Saturday, October 22, 2005

Fight Back Against the Anti-Intellectualism of The American Fundamentalists

Cornell president condemns intelligent design
By WILLIAM KATES
Associated Press Writer

October 21, 2005, 12:03 PM EDT

ITHACA, N.Y. -- Cornell University Interim President Hunter Rawlings III on Friday condemned the teaching of intelligent design as science, calling it "a religious belief masquerading as a secular idea."

"Intelligent design is not valid science," Rawlings told nearly 700 trustees, faculty and other school officials attending Cornell's annual board meeting.

"It has no ability to develop new knowledge through hypothesis testing, modification of the original theory based on experimental results and renewed testing through more refined experiments that yield still more refinements and insights," Rawlings said.

Rawlings, Cornell's president from 1995 to 2003, is now serving as interim president in the wake of this summer's sudden departure of former Cornell president Jeffrey Lehman.

Intelligent design is a theory that says life is too complex to have developed through evolution, implying a higher power must have had a hand. It has been harshly criticized by The National Academy of Sciences and the American Association for the Advancement of Science, which have called it repackaged creationism and improper to include in scientific education.

There are brewing disputes involving evolution and intelligent design in at least 20 states and numerous school districts nationwide, including California, New Mexico, Kansas and Pennsylvania.
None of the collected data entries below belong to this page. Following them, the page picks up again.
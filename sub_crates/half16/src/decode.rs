//! Half to binary32 conversion.
//!
//! Every half value is exactly representable as a binary32, so decoding
//! is lossless.  There are two equivalent implementations: a lookup in a
//! table of all 65536 results, and the table-free bit algorithm that the
//! table is generated from.  Which one `half_to_float()` uses depends on
//! the `decode_table` feature, but the results are bit-identical either way.

use crate::algorithm::half_to_float_bits;
#[cfg(feature = "decode_table")]
use crate::tables::TO_FLOAT;

/// Converts a half bit pattern to the float with the same value.
#[inline]
pub fn half_to_float(h: u16) -> f32 {
    #[cfg(feature = "decode_table")]
    {
        half_to_float_table(h)
    }
    #[cfg(not(feature = "decode_table"))]
    {
        half_to_float_table_free(h)
    }
}

/// Converts a half bit pattern to a float with a single table lookup.
#[cfg(feature = "decode_table")]
#[inline(always)]
pub fn half_to_float_table(h: u16) -> f32 {
    f32::from_bits(TO_FLOAT[h as usize])
}

/// Converts a half bit pattern to a float without a lookup table.
#[inline]
pub fn half_to_float_table_free(h: u16) -> f32 {
    f32::from_bits(half_to_float_bits(h))
}

/// Converts a slice of halfs to floats.
///
/// Panics if the slices have different lengths.
pub fn half_to_float_slice(src: &[u16], dst: &mut [f32]) {
    assert_eq!(
        src.len(),
        dst.len(),
        "half_to_float_slice(): source and destination lengths differ"
    );
    for (f, &h) in dst.iter_mut().zip(src.iter()) {
        *f = half_to_float(h);
    }
}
President Bush elevated the controversy in August when he said that schools should teach intelligent design along with evolution.

Many Americans, including some supporters of evolution, believe intelligent design should be taught with evolution. Rawlings said a large minority of Americans _ nearly 40 percent _ want creationism taught in public schools instead of evolution.

For those reasons, Rawlings said he felt it "imperative" to use his state-of-the-university address _ usually a recitation of the school's progress over the last year _ to speak out against intelligent design, which he said has "put rational thought under attack."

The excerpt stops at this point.